**Required work**
Check each line of the entries below for the word "ended" and state only how many lines have it.

**Data section**
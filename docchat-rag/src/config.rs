//! Configuration for ingestion and retrieval.

use std::time::Duration;

use serde::{Deserialize, Serialize};

use crate::error::{RagError, Result};

/// Configuration parameters for the ingestion pipeline and retriever.
///
/// How many passages a query returns is chosen per call, see
/// [`Retriever::retrieve`](crate::Retriever::retrieve).
#[derive(Debug, Clone, Serialize, Deserialize, PartialEq)]
#[serde(default)]
pub struct RagConfig {
    /// Name of the vector store collection holding the corpus.
    pub collection: String,
    /// Maximum chunk size in characters.
    pub chunk_size: usize,
    /// Number of overlapping characters between consecutive chunks.
    pub chunk_overlap: usize,
    /// Number of segments embedded per backend call during ingestion.
    pub embed_batch_size: usize,
    /// Minimum similarity score for results (results below this are filtered out).
    pub similarity_threshold: f32,
    /// Upper bound on a single embedding call during ingestion.
    pub embed_timeout: Option<Duration>,
}

impl Default for RagConfig {
    fn default() -> Self {
        Self {
            collection: "docchat".to_string(),
            chunk_size: 512,
            chunk_overlap: 100,
            embed_batch_size: 32,
            similarity_threshold: 0.0,
            embed_timeout: Some(Duration::from_secs(60)),
        }
    }
}

impl RagConfig {
    /// Create a new builder for constructing a [`RagConfig`].
    pub fn builder() -> RagConfigBuilder {
        RagConfigBuilder::default()
    }

    /// Check that parameters are consistent.
    ///
    /// # Errors
    ///
    /// Returns [`RagError::InvalidParameters`] if:
    /// - `chunk_size == 0` or `chunk_overlap >= chunk_size`
    /// - `embed_batch_size == 0`
    /// - `collection` is empty
    pub fn validate(&self) -> Result<()> {
        if self.chunk_size == 0 {
            return Err(RagError::InvalidParameters("chunk_size must be greater than zero".into()));
        }
        if self.chunk_overlap >= self.chunk_size {
            return Err(RagError::InvalidParameters(format!(
                "chunk_overlap ({}) must be less than chunk_size ({})",
                self.chunk_overlap, self.chunk_size
            )));
        }
        if self.embed_batch_size == 0 {
            return Err(RagError::InvalidParameters(
                "embed_batch_size must be greater than zero".into(),
            ));
        }
        if self.collection.trim().is_empty() {
            return Err(RagError::InvalidParameters("collection must not be empty".into()));
        }
        Ok(())
    }
}

/// Builder for constructing a validated [`RagConfig`].
#[derive(Debug, Clone, Default)]
pub struct RagConfigBuilder {
    config: RagConfig,
}

impl RagConfigBuilder {
    /// Set the vector store collection name.
    pub fn collection(mut self, name: impl Into<String>) -> Self {
        self.config.collection = name.into();
        self
    }

    /// Set the maximum chunk size in characters.
    pub fn chunk_size(mut self, size: usize) -> Self {
        self.config.chunk_size = size;
        self
    }

    /// Set the overlap between consecutive chunks in characters.
    pub fn chunk_overlap(mut self, overlap: usize) -> Self {
        self.config.chunk_overlap = overlap;
        self
    }

    /// Set how many segments are embedded per backend call.
    pub fn embed_batch_size(mut self, size: usize) -> Self {
        self.config.embed_batch_size = size;
        self
    }

    /// Set the minimum similarity threshold for filtering results.
    pub fn similarity_threshold(mut self, threshold: f32) -> Self {
        self.config.similarity_threshold = threshold;
        self
    }

    /// Bound each ingestion embedding call. `None` waits indefinitely.
    pub fn embed_timeout(mut self, timeout: Option<Duration>) -> Self {
        self.config.embed_timeout = timeout;
        self
    }

    /// Build the [`RagConfig`], validating that parameters are consistent.
    ///
    /// # Errors
    ///
    /// See [`RagConfig::validate`].
    pub fn build(self) -> Result<RagConfig> {
        self.config.validate()?;
        Ok(self.config)
    }
}
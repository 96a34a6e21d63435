//! Ollama chat client streaming from `POST /api/chat`.
//!
//! Ollama answers a streaming chat request with newline-delimited JSON; each
//! line carries a `message.content` fragment and the last one has
//! `"done": true`.

use async_stream::try_stream;
use async_trait::async_trait;
use futures::StreamExt;
use serde::{Deserialize, Serialize};
use tracing::{debug, error, warn};

use crate::backend::{CompletionBackend, CompletionRequest, CompletionStream, PromptMessage};
use crate::error::{ModelError, Result};

/// The default Ollama server address.
pub const DEFAULT_BASE_URL: &str = "http://localhost:11434";

const PROVIDER: &str = "ollama";

/// Ollama client for a single chat model.
#[derive(Debug, Clone)]
pub struct OllamaClient {
    client: reqwest::Client,
    base_url: String,
    model: String,
}

impl OllamaClient {
    /// Create a client for `model` served at `base_url`.
    pub fn new(base_url: impl Into<String>, model: impl Into<String>) -> Self {
        Self::with_client(reqwest::Client::new(), base_url, model)
    }

    /// Like [`new`](Self::new) but reuses an existing HTTP client.
    pub fn with_client(
        client: reqwest::Client,
        base_url: impl Into<String>,
        model: impl Into<String>,
    ) -> Self {
        Self {
            client,
            base_url: base_url.into().trim_end_matches('/').to_string(),
            model: model.into(),
        }
    }
}

#[derive(Serialize)]
struct ChatRequest<'a> {
    model: &'a str,
    messages: &'a [PromptMessage],
    stream: bool,
    #[serde(skip_serializing_if = "Option::is_none")]
    options: Option<ChatOptions>,
}

#[derive(Serialize)]
struct ChatOptions {
    temperature: f32,
}

#[derive(Deserialize)]
struct ChatChunk {
    #[serde(default)]
    message: Option<ChunkMessage>,
    #[serde(default)]
    done: bool,
    #[serde(default)]
    error: Option<String>,
}

#[derive(Deserialize)]
struct ChunkMessage {
    #[serde(default)]
    content: String,
}

/// Outcome of parsing one NDJSON line.
#[derive(Debug, PartialEq)]
enum Line {
    Text(String),
    Done(String),
    Skip,
}

fn parse_line(line: &[u8]) -> Result<Line> {
    let line = line.trim_ascii();
    if line.is_empty() {
        return Ok(Line::Skip);
    }
    let chunk: ChatChunk = serde_json::from_slice(line).map_err(|e| ModelError::Stream {
        provider: PROVIDER.into(),
        message: format!("malformed chunk: {e}"),
    })?;
    if let Some(message) = chunk.error {
        return Err(ModelError::Stream { provider: PROVIDER.into(), message });
    }
    let text = chunk.message.map(|m| m.content).unwrap_or_default();
    Ok(if chunk.done { Line::Done(text) } else { Line::Text(text) })
}

#[async_trait]
impl CompletionBackend for OllamaClient {
    fn name(&self) -> &str {
        &self.model
    }

    async fn stream(&self, request: CompletionRequest) -> Result<CompletionStream> {
        let body = ChatRequest {
            model: &self.model,
            messages: &request.messages,
            stream: true,
            options: request.temperature.map(|temperature| ChatOptions { temperature }),
        };

        debug!(model = %self.model, messages = request.messages.len(), "sending chat request");
        let response = self
            .client
            .post(format!("{}/api/chat", self.base_url))
            .json(&body)
            .send()
            .await
            .map_err(|e| {
                error!(provider = PROVIDER, error = %e, "request failed");
                ModelError::BackendUnavailable {
                    provider: PROVIDER.into(),
                    message: format!("request failed: {e}"),
                }
            })?;

        let status = response.status();
        if !status.is_success() {
            let detail = response.text().await.unwrap_or_default();
            error!(provider = PROVIDER, %status, "API error");
            let message = format!("API returned {status}: {detail}");
            return Err(if status.is_client_error() {
                ModelError::Rejected { provider: PROVIDER.into(), message }
            } else {
                ModelError::BackendUnavailable { provider: PROVIDER.into(), message }
            });
        }

        let mut bytes = response.bytes_stream();
        let stream = try_stream! {
            let mut buffer: Vec<u8> = Vec::new();
            let mut done = false;
            'read: while let Some(next) = bytes.next().await {
                let next = next.map_err(|e| ModelError::Stream {
                    provider: PROVIDER.into(),
                    message: format!("connection interrupted: {e}"),
                })?;
                buffer.extend_from_slice(&next);

                while let Some(pos) = buffer.iter().position(|b| *b == b'\n') {
                    let line: Vec<u8> = buffer.drain(..=pos).collect();
                    match parse_line(&line)? {
                        Line::Text(text) if !text.is_empty() => {
                            yield text;
                        }
                        Line::Done(text) => {
                            if !text.is_empty() {
                                yield text;
                            }
                            done = true;
                            break 'read;
                        }
                        _ => {}
                    }
                }
            }
            if !done {
                match parse_line(&buffer)? {
                    Line::Done(text) => {
                        if !text.is_empty() {
                            yield text;
                        }
                        done = true;
                    }
                    Line::Text(text) if !text.is_empty() => {
                        yield text;
                    }
                    _ => {}
                }
            }
            // A body cut off before the final `done` line is not a complete answer.
            if !done {
                warn!(provider = PROVIDER, "chat stream ended without a done marker");
                Err::<(), _>(ModelError::Stream {
                    provider: PROVIDER.into(),
                    message: "stream ended before done".into(),
                })?;
            }
        };

        Ok(Box::pin(stream))
    }
}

**Answer space**
2